I can get this filter at a yard sale for $10. People say it was in the garage of the house when they moved in. The guy smoked in the garage. The new owner said the filters inside stunk so he threw them away. But the metal filters with the charcoal is still there.

The filter is an Airflow systems inc. model FM1000. Would this be good for wood working. I tried to find replacement filters but can't find any info on it as of yet. Any ideas how much new filters could cost? I tried to look it up on the manufactures website but you have to go through a distributor. So I won't be able to get any real info until Monday.


The biggest concern is if I set up shop in my basement it has a low ceiling. And that put's this thing at face level. Could I just put it in a corner and be ok. Will it still perform correctly.


Like I said. I can get it for $10 and a 1/2 hour drive each way. Should I grab it and hope filters aren't big money,,,,lol. That's assuming you guys say this is even for wood working. 

Here's a link to it.
http://www.airflowsystems.com/products/specs/?n=fm1000


----------



## woodnthings (Jan 24, 2009)

*Will it work for woodworking?*

I think it probably was/is a odor elminator like they used in bars when smoking was permitted.... I donno for certain. However, all the specs seem like they would work as an air filtration unit for cleaning the dust from the air in a wood shop. You need to find out the filter size since they aren't listed and see if they are a common furnace type filter size.
If not, you will have to fabricate your own filters by downsizing a standard size.... I donno how easy that would be? Or make your own frame and insert replaceable filtration material. 

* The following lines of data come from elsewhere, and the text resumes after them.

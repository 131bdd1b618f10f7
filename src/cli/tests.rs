//! Unit tests for CLI commands

use crate::cli::{Cli, Commands};
use clap::Parser;

#[test]
fn test_serve_command_with_addr() {
    let cli = Cli::try_parse_from(["nsrouter", "serve", "--addr", "127.0.0.1:9999"]).unwrap();

    match cli.command {
        Commands::Serve { addr, no_health } => {
            assert_eq!(addr.as_deref(), Some("127.0.0.1:9999"));
            assert!(!no_health);
        }
        Commands::Routes => panic!("Expected Serve command"),
    }
}

#[test]
fn test_serve_no_health_flag() {
    let cli = Cli::try_parse_from(["nsrouter", "serve", "--no-health"]).unwrap();
    assert!(matches!(cli.command, Commands::Serve { no_health: true, .. }));
}

#[test]
fn test_routes_command() {
    let cli = Cli::try_parse_from(["nsrouter", "routes"]).unwrap();
    assert!(matches!(cli.command, Commands::Routes));
}

#[test]
fn test_unknown_command_rejected() {
    assert!(Cli::try_parse_from(["nsrouter", "generate"]).is_err());
}
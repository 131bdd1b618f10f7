//! Namespace compilation: prefix concatenation, condition accumulation and
//! pattern validation, ahead of any tree insertion.

use std::sync::Arc;

use super::Namespace;
use crate::error::ConfigError;
use crate::filter::{Condition, FilterEntry};
use crate::router::{pattern, RouteEntry, RoutePattern};

/// A fully validated namespace, ready to insert.
#[derive(Debug)]
pub(crate) struct CompiledNamespace {
    /// Normalized prefix of the top-level namespace
    pub(crate) prefix: String,
    pub(crate) routes: Vec<RouteEntry>,
    /// Filters with the scope node they attach to, enclosing before nested
    pub(crate) filters: Vec<(RoutePattern, FilterEntry)>,
}

pub(super) fn compile(ns: Namespace) -> Result<CompiledNamespace, ConfigError> {
    let prefix = RoutePattern::parse(&ns.prefix)?.to_string();
    let mut out = CompiledNamespace {
        prefix,
        routes: Vec::new(),
        filters: Vec::new(),
    };
    compile_into(ns, "", &[], &mut out)?;
    Ok(out)
}

fn compile_into(
    ns: Namespace,
    parent_prefix: &str,
    inherited: &[Condition],
    out: &mut CompiledNamespace,
) -> Result<(), ConfigError> {
    if let Some(err) = ns.errors.into_iter().next() {
        return Err(err);
    }

    let scope = RoutePattern::parse(&pattern::join(parent_prefix, &ns.prefix))?;
    let prefix = scope.as_str().to_string();

    let mut conditions: Vec<Condition> = inherited.to_vec();
    conditions.extend(ns.conditions);
    let shared: Arc<[Condition]> = Arc::from(conditions.clone());
    let namespace: Arc<str> = Arc::from(prefix.as_str());

    for (position, filter) in ns.filters {
        let entry = FilterEntry::new(position, &prefix, filter);
        out.filters.push((scope.clone(), entry));
    }

    for decl in ns.routes {
        let pattern = RoutePattern::parse(&pattern::join(&prefix, &decl.pattern))?;
        out.routes.push(RouteEntry {
            pattern,
            methods: decl.methods,
            action: decl.action,
            conditions: Arc::clone(&shared),
            namespace: Arc::clone(&namespace),
        });
    }

    for child in ns.children {
        compile_into(child, &prefix, &conditions, out)?;
    }
    Ok(())
}

#[cfg(test)]
mod tests {
    use super::*;
    use crate::context::Context;
    use crate::filter::FilterPosition;

    #[test]
    fn test_prefixes_and_conditions_compose() {
        let ns = Namespace::new("/v1")
            .cond(|_: &Context| true)
            .filter(FilterPosition::BeforeRouter, |_: &mut Context| {})
            .get("/user", |_: &mut Context| {})
            .namespace(
                Namespace::new("/admin/")
                    .cond(|_: &Context| true)
                    .filter(FilterPosition::AfterExec, |_: &mut Context| {})
                    .get("order", |_: &mut Context| {}),
            );

        let compiled = compile(ns).unwrap();
        assert_eq!(compiled.prefix, "/v1");

        let patterns: Vec<&str> = compiled.routes.iter().map(|r| r.pattern.as_str()).collect();
        assert_eq!(patterns, vec!["/v1/user", "/v1/admin/order"]);
        assert_eq!(compiled.routes[0].conditions.len(), 1);
        assert_eq!(compiled.routes[1].conditions.len(), 2);
        assert_eq!(compiled.routes[1].namespace.as_ref(), "/v1/admin");

        let scopes: Vec<&str> = compiled.filters.iter().map(|(s, _)| s.as_str()).collect();
        assert_eq!(scopes, vec!["/v1", "/v1/admin"]);
    }

    #[test]
    fn test_first_recorded_error_wins() {
        let ns = Namespace::new("/v1")
            .filter_at("sometimes", |_: &mut Context| {})
            .get("/user/:", |_: &mut Context| {});
        assert!(matches!(
            compile(ns),
            Err(ConfigError::UnknownFilterPosition { .. })
        ));
    }

    #[test]
    fn test_bad_pattern_in_child_fails_whole_namespace() {
        let ns = Namespace::new("/v1")
            .get("/ok", |_: &mut Context| {})
            .namespace(Namespace::new("/shop").get("/*/x", |_: &mut Context| {}));
        assert!(matches!(
            compile(ns),
            Err(ConfigError::WildcardNotLast { .. })
        ));
    }
}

It could be made to work and for $10.00 why not try?


----------



## Quick Cal (Nov 30, 2015)

woodnthings said:


> I think it probably was/is a odor elminator like they used in bars when smoking was permitted.... I donno for certain. However, all the specs seem like they would work as an air filtration unit for cleaning the dust from the air in a wood shop. You need to find out the filter size since they aren't listed and see if they are a common furnace type filter size.
> If not, you will have to fabricate your own filters by downsizing a standard size.... I donno how easy that would be? Or make your own frame and insert replaceable filtration material.
> 
> 
> ...



That's what I thought. It's $10,,,,lol. 



BTW. Since I have you attention,,,lol. Someone said in another thread about I think it was you having built a table, stand, or something for you Craftsman table saw. Was that you. Taking it off the legs. Was that you. If so could you point me to a thread or something. Thanks


----------



## CharleyL (Jan 13, 2019)

This unit was more intended for smokers break rooms in industrial facilities, but it could help to clear the air wherever it is located. The website doesn't indicate that it can use a HEPA filter so it wouldn't be the ultimate filtration system for a wood shop, but if I had one I would certainly use it in my wood shop. At the price, if it runs properly, I wouldn't hesitate to buy it. Remember, it's the tiniest micron sized dust that's the most harmful, but just for clearing the air in the shop it should work.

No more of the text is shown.